::: RAW DATA

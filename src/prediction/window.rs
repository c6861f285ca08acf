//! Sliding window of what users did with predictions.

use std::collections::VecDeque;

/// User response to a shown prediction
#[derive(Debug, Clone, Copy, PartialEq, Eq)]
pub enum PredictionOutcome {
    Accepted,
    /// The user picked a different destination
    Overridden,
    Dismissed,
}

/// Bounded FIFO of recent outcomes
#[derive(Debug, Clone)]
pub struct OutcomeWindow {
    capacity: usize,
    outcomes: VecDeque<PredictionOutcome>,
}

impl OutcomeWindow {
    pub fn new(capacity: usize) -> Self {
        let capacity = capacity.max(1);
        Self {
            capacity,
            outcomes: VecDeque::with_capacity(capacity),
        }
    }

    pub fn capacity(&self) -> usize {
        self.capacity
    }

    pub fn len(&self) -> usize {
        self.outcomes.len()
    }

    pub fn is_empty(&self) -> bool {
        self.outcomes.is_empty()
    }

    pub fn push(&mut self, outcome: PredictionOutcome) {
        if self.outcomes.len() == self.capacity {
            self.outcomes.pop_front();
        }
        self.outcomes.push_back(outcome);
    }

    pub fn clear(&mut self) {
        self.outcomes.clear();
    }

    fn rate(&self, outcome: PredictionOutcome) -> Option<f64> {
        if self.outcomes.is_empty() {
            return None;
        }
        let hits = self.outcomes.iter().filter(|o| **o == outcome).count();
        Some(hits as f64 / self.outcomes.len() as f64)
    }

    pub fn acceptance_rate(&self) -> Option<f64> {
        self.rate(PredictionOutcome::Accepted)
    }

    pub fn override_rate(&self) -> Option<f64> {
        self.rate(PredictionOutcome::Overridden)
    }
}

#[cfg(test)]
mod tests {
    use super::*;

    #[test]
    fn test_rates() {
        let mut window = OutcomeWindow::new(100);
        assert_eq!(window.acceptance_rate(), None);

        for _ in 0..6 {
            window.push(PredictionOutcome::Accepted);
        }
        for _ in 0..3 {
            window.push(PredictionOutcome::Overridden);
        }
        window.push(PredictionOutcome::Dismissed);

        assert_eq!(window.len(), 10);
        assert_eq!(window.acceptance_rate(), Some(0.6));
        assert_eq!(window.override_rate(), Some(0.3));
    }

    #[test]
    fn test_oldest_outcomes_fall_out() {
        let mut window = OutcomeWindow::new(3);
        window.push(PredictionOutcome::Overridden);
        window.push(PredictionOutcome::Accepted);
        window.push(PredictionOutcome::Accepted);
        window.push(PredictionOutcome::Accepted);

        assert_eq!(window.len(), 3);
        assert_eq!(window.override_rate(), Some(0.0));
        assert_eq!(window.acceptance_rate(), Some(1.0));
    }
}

::::::

**EXERCISE OBJECTIVE**
Your answer should be one number: how many lines of the records hold "hits".

**RESPONSE FOR THIS EXERCISE**
2